Sunday, March 30, 2008

Scott Anderson, Triage

I just finished a stunningly excellent book.

I'm not even sure how to summarise it but ... if you're curious about how a war journalist might deal with trauma experienced out in the field, or if you're curious about why man is perhaps doomed to be a creature of war, or even if you have an opinion on history and the good or harm it does to mankind, then Scott Anderson's book titled 'Triage' is a novel you might just devour too.

Slow to start for some perhaps but there is this beautifully powerful unfolding at the end.

I found this short piece on Scott.

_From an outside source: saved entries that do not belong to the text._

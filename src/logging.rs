//! Subscriber setup and per-request logging.

use axum::{
    extract::{MatchedPath, Request},
    http::{Method, StatusCode},
    middleware::Next,
    response::Response,
};
use opentelemetry::{KeyValue, global, trace::TraceError};
use opentelemetry_otlp::WithExportConfig;
use opentelemetry_sdk::{
    Resource,
    propagation::TraceContextPropagator,
    runtime,
    trace::{self as sdk_trace, RandomIdGenerator, Sampler, Tracer},
};
use opentelemetry_semantic_conventions::resource::{SERVICE_NAME, SERVICE_VERSION};
use std::time::{Duration, Instant};
use tracing::{error, info, warn};
use tracing_appender::rolling::{RollingFileAppender, Rotation};
use tracing_subscriber::{EnvFilter, Layer, fmt, layer::SubscriberExt, util::SubscriberInitExt};
use uuid::Uuid;

use crate::metrics::is_observability_enabled;

const LOG_DIR: &str = "storage/logs";
const DEFAULT_COLLECTOR: &str = "http://localhost:4317";
const DEFAULT_ENVIRONMENT: &str = "development";

/// Logs each request on the way in and its outcome on the way out.
///
/// The route template (`/api/students/{id}`) is logged rather than the raw
/// path so log lines group by endpoint.
pub async fn logging_middleware(req: Request, next: Next) -> Response {
    let started = Instant::now();
    let method = req.method().clone();
    let route = req
        .extensions()
        .get::<MatchedPath>()
        .map(|p| p.as_str().to_owned())
        .unwrap_or_else(|| req.uri().path().to_owned());
    let request_id = Uuid::new_v4().to_string();

    info!(request_id = %request_id, method = %method, path = %route, "Incoming request");

    let response = next.run(req).await;
    log_outcome(&request_id, &method, &route, response.status(), started.elapsed());
    response
}

fn log_outcome(request_id: &str, method: &Method, route: &str, status: StatusCode, took: Duration) {
    let status = status.as_u16();
    let latency_ms = u64::try_from(took.as_millis()).unwrap_or(u64::MAX);

    match status {
        500..=599 => error!(request_id, %method, path = route, status, latency_ms, "Server error"),
        400..=499 => warn!(request_id, %method, path = route, status, latency_ms, "Client error"),
        _ => info!(request_id, %method, path = route, status, latency_ms, "Request completed"),
    }
}

/// Where spans go and how this process labels itself.
#[derive(Debug, Clone, PartialEq, Eq)]
struct OtlpExport {
    collector: String,
    environment: String,
}

impl OtlpExport {
    fn from_env() -> Self {
        Self::from_lookup(|key| std::env::var(key).ok())
    }

    fn from_lookup(lookup: impl Fn(&str) -> Option<String>) -> Self {
        let non_empty = |key: &str| lookup(key).filter(|v| !v.trim().is_empty());
        Self {
            collector: non_empty("OTEL_EXPORTER_OTLP_ENDPOINT")
                .unwrap_or_else(|| DEFAULT_COLLECTOR.to_owned()),
            environment: non_empty("ENVIRONMENT").unwrap_or_else(|| DEFAULT_ENVIRONMENT.to_owned()),
        }
    }

    fn resource(&self) -> Resource {
        Resource::new([
            KeyValue::new(SERVICE_NAME, env!("CARGO_PKG_NAME")),
            KeyValue::new(SERVICE_VERSION, env!("CARGO_PKG_VERSION")),
            KeyValue::new("environment", self.environment.clone()),
        ])
    }

    /// Installs the batch span pipeline and returns a tracer bound to it.
    fn install(self) -> Result<Tracer, TraceError> {
        info!(collector = %self.collector, "Starting OTLP span export");
        global::set_text_map_propagator(TraceContextPropagator::new());

        let trace_config = sdk_trace::Config::default()
            .with_sampler(Sampler::AlwaysOn)
            .with_id_generator(RandomIdGenerator::default())
            .with_resource(self.resource());
        let exporter = opentelemetry_otlp::new_exporter()
            .tonic()
            .with_endpoint(self.collector);

        opentelemetry_otlp::new_pipeline()
            .tracing()
            .with_exporter(exporter)
            .with_trace_config(trace_config)
            .install_batch(runtime::Tokio)
    }
}

/// Console filter: `RUST_LOG` wins, then `LOG_LEVEL` for this crate, then `info`.
fn console_filter() -> EnvFilter {
    EnvFilter::try_from_default_env().unwrap_or_else(|_| {
        let level = std::env::var("LOG_LEVEL").unwrap_or_else(|_| "info".to_string());
        EnvFilter::new(format!(
            "{}={level},edudesk_core={level},tower_http=warn,sqlx=warn,hyper=info,tonic=info",
            env!("CARGO_CRATE_NAME")
        ))
    })
}

/// Installs the global subscriber.
///
/// With observability enabled this writes compact console output, an
/// error log and a JSON log (daily rolling, under `storage/logs`) and
/// exports spans over OTLP when a collector is reachable. With
/// `OBSERVABILITY_ENABLED=false` only the console layer is installed.
pub fn init_tracing() -> std::io::Result<()> {
    let console_layer = fmt::layer()
        .with_target(false)
        .with_file(true)
        .with_line_number(true)
        .compact()
        .with_filter(console_filter());

    if !is_observability_enabled() {
        tracing_subscriber::registry().with(console_layer).init();
        info!("Tracing initialized (console only, observability disabled)");
        return Ok(());
    }

    std::fs::create_dir_all(LOG_DIR)?;

    let error_log = fmt::layer()
        .with_writer(RollingFileAppender::new(Rotation::DAILY, LOG_DIR, "edudesk.log"))
        .with_target(false)
        .with_file(true)
        .with_line_number(true)
        .with_ansi(false)
        .with_filter(EnvFilter::new("error"));

    let json_log = fmt::layer()
        .json()
        .with_writer(RollingFileAppender::new(Rotation::DAILY, LOG_DIR, "edudesk.json"))
        .with_current_span(true)
        .with_span_list(true)
        .with_filter(EnvFilter::new("info"));

    // An absent layer is a no-op, so one registry covers both outcomes.
    let (span_export, export_error) = match OtlpExport::from_env().install() {
        Ok(tracer) => (Some(tracing_opentelemetry::layer().with_tracer(tracer)), None),
        Err(e) => (None, Some(e)),
    };

    tracing_subscriber::registry()
        .with(console_layer)
        .with(error_log)
        .with(json_log)
        .with(span_export)
        .init();

    match export_error {
        None => info!("Tracing initialized with OTLP export and file logging"),
        Some(e) => warn!(error = %e, "OTLP export unavailable, tracing initialized with file logging only"),
    }

    Ok(())
}

/// Flushes pending spans. No-op when observability is disabled.
pub async fn shutdown_tracer() {
    if !is_observability_enabled() {
        return;
    }
    info!("Flushing OTLP spans");
    global::shutdown_tracer_provider();
}

#[cfg(test)]
mod tests {
    use super::*;
    use std::collections::HashMap;

    fn export_with(vars: &[(&str, &str)]) -> OtlpExport {
        let vars: HashMap<String, String> = vars
            .iter()
            .map(|(k, v)| (k.to_string(), v.to_string()))
            .collect();
        OtlpExport::from_lookup(|key| vars.get(key).cloned())
    }

    #[test]
    fn test_otlp_export_defaults() {
        let export = export_with(&[]);
        assert_eq!(export.collector, "http://localhost:4317");
        assert_eq!(export.environment, "development");
    }

    #[test]
    fn test_otlp_export_reads_overrides() {
        let export = export_with(&[
            ("OTEL_EXPORTER_OTLP_ENDPOINT", "http://collector:4317"),
            ("ENVIRONMENT", "production"),
        ]);
        assert_eq!(export.collector, "http://collector:4317");
        assert_eq!(export.environment, "production");
    }

    #[test]
    fn test_otlp_export_ignores_blank_values() {
        let export = export_with(&[("OTEL_EXPORTER_OTLP_ENDPOINT", "  "), ("ENVIRONMENT", "")]);
        assert_eq!(export, export_with(&[]));
    }
}
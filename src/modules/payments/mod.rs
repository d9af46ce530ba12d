pub mod controller;
pub mod router;
pub mod service;

pub use router::init_payments_router;
//! PostgreSQL connection settings.
//!
//! # Environment Variables
//!
//! - `DATABASE_URL`: PostgreSQL connection string (required)
//! - `DATABASE_MAX_CONNECTIONS`: Pool size (default: 10)
//! - `RUN_MIGRATIONS`: Apply pending migrations on startup (default: true)

use std::fmt;

/// Returned when a required environment variable is not set.
#[derive(Debug, Clone, PartialEq, Eq)]
pub struct MissingEnvVar(pub &'static str);

impl fmt::Display for MissingEnvVar {
    fn fmt(&self, f: &mut fmt::Formatter<'_>) -> fmt::Result {
        write!(f, "{} must be set", self.0)
    }
}

impl std::error::Error for MissingEnvVar {}

#[derive(Clone, PartialEq, Eq)]
pub struct DatabaseConfig {
    pub url: String,
    pub max_connections: u32,
    pub run_migrations: bool,
}

impl DatabaseConfig {
    pub fn from_env() -> Result<Self, MissingEnvVar> {
        let url = std::env::var("DATABASE_URL").map_err(|_| MissingEnvVar("DATABASE_URL"))?;

        Ok(Self {
            url,
            max_connections: crate::env_or("DATABASE_MAX_CONNECTIONS", 10),
            run_migrations: crate::env_flag("RUN_MIGRATIONS", true),
        })
    }
}

// The URL carries credentials.
impl fmt::Debug for DatabaseConfig {
    fn fmt(&self, f: &mut fmt::Formatter<'_>) -> fmt::Result {
        f.debug_struct("DatabaseConfig")
            .field("url", &"<redacted>")
            .field("max_connections", &self.max_connections)
            .field("run_migrations", &self.run_migrations)
            .finish()
    }
}
//! # edudesk Core
//!
//! Core types, errors, and utilities for the edudesk API.
//!
//! - [`errors`]: Application error type with HTTP response conversion
//! - [`pagination`]: Pagination and search parameters for list endpoints
//! - [`serde`]: Lenient deserializers for query strings and form-like bodies
//!
//! # Example
//!
//! ```ignore
//! use edudesk_core::errors::AppError;
//! use edudesk_core::pagination::{ListParams, PaginationMeta};
//!
//! let error = AppError::not_found(anyhow::anyhow!("Student not found"));
//!
//! let params = ListParams::default();
//! let meta = PaginationMeta::for_params(&params.pagination, 42);
//! ```

pub mod errors;
pub mod pagination;
pub mod serde;

pub use errors::{AppError, ErrorResponse};
pub use pagination::{ListParams, PaginationMeta, PaginationParams};
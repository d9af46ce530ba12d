use anyhow::anyhow;
use edudesk_core::pagination::like_pattern;
use edudesk_core::{AppError, ListParams, PaginationMeta};
use edudesk_models::buses::{Bus, CreateBusDto, PaginatedBusesResponse, UpdateBusDto};
use edudesk_models::ids::BusId;
use edudesk_models::students::{PaginatedStudentsResponse, StudentFilterParams};
use sqlx::PgPool;
use tracing::instrument;

use crate::modules::students::service::StudentService;
use crate::utils::{SqlFilters, map_write_error};

const BUS_SELECT: &str = r#"SELECT
        b.id, b.bus_number, b.route_name, b.driver_name, b.driver_phone, b.capacity,
        (SELECT COUNT(*) FROM students s WHERE s.bus_id = b.id) AS student_count,
        b.created_at, b.updated_at
    FROM buses b"#;

const DUPLICATE_BUS: &str = "A bus with this number already exists";

pub struct BusService;

impl BusService {
    #[instrument(skip(db, dto), fields(bus_number = %dto.bus_number))]
    pub async fn create_bus(db: &PgPool, dto: CreateBusDto) -> Result<Bus, AppError> {
        let id = sqlx::query_scalar::<_, BusId>(
            r#"INSERT INTO buses (bus_number, route_name, driver_name, driver_phone, capacity)
               VALUES ($1, $2, $3, $4, $5)
               RETURNING id"#,
        )
        .bind(dto.bus_number.trim())
        .bind(dto.route_name.trim())
        .bind(&dto.driver_name)
        .bind(&dto.driver_phone)
        .bind(dto.capacity)
        .fetch_one(db)
        .await
        .map_err(|e| map_write_error(e, DUPLICATE_BUS))?;

        Self::get_bus(db, id).await
    }

    #[instrument(skip(db))]
    pub async fn get_buses(
        db: &PgPool,
        params: ListParams,
    ) -> Result<PaginatedBusesResponse, AppError> {
        let limit = params.pagination.limit();
        let offset = params.pagination.offset();

        let mut filters = SqlFilters::new();
        filters.search(
            &["b.bus_number", "b.route_name", "b.driver_name"],
            params.search.as_deref().map(like_pattern),
        );
        let where_clause = filters.where_sql();

        let count_query = format!("SELECT COUNT(*) FROM buses b{}", where_clause);
        let total = filters
            .bind_scalar(sqlx::query_scalar::<_, i64>(&count_query))
            .fetch_one(db)
            .await?;

        let data_query = format!(
            "{}{} ORDER BY b.bus_number LIMIT {} OFFSET {}",
            BUS_SELECT, where_clause, limit, offset
        );
        let buses = filters
            .bind_as(sqlx::query_as::<_, Bus>(&data_query))
            .fetch_all(db)
            .await?;

        Ok(PaginatedBusesResponse {
            data: buses,
            meta: PaginationMeta::for_params(&params.pagination, total),
        })
    }

    #[instrument(skip(db))]
    pub async fn get_bus(db: &PgPool, id: BusId) -> Result<Bus, AppError> {
        let query = format!("{} WHERE b.id = $1", BUS_SELECT);
        sqlx::query_as::<_, Bus>(&query)
            .bind(id)
            .fetch_optional(db)
            .await?
            .ok_or_else(|| AppError::not_found(anyhow!("Bus not found")))
    }

    /// Students assigned to the bus; `404` when the bus does not exist.
    #[instrument(skip(db))]
    pub async fn get_bus_students(
        db: &PgPool,
        id: BusId,
        params: ListParams,
    ) -> Result<PaginatedStudentsResponse, AppError> {
        Self::get_bus(db, id).await?;

        StudentService::get_students(
            db,
            StudentFilterParams {
                search: params.search,
                bus_id: Some(id),
                pagination: params.pagination,
                ..Default::default()
            },
        )
        .await
    }

    #[instrument(skip(db, dto))]
    pub async fn update_bus(db: &PgPool, id: BusId, dto: UpdateBusDto) -> Result<Bus, AppError> {
        let existing = Self::get_bus(db, id).await?;

        sqlx::query(
            r#"UPDATE buses
               SET bus_number = $1, route_name = $2, driver_name = $3, driver_phone = $4,
                   capacity = $5, updated_at = NOW()
               WHERE id = $6"#,
        )
        .bind(dto.bus_number.map(|s| s.trim().to_string()).unwrap_or(existing.bus_number))
        .bind(dto.route_name.map(|s| s.trim().to_string()).unwrap_or(existing.route_name))
        .bind(dto.driver_name.or(existing.driver_name))
        .bind(dto.driver_phone.or(existing.driver_phone))
        .bind(dto.capacity.or(existing.capacity))
        .bind(id)
        .execute(db)
        .await
        .map_err(|e| map_write_error(e, DUPLICATE_BUS))?;

        Self::get_bus(db, id).await
    }

    /// Riders stay enrolled without a bus.
    #[instrument(skip(db))]
    pub async fn delete_bus(db: &PgPool, id: BusId) -> Result<(), AppError> {
        let result = sqlx::query("DELETE FROM buses WHERE id = $1")
            .bind(id)
            .execute(db)
            .await?;

        if result.rows_affected() == 0 {
            return Err(AppError::not_found(anyhow!("Bus not found")));
        }
        Ok(())
    }
}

He's a veteran war correspondent, a contributing writer for the New York Times Magazine, whose work also appears in Vanity Fair, Esquire, Harper's, Outside and many other publications. Over the years he has reported from Beirut, Northern Ireland, Chechnya, Israel, Sudan, Sarajevo, El Salvador and many other war-torn countries. He is the author of the critically-acclaimed novel Triage, as well as the nonfiction book The Man Who Tried to Save the World: The Life and Mysterious Disappearance of Fred Cuny and, with his brother Jon Lee Anderson War Zones.

And for those of you fortunate enough to live in NY City, you can check out his restaurant here, although try reading the book before going.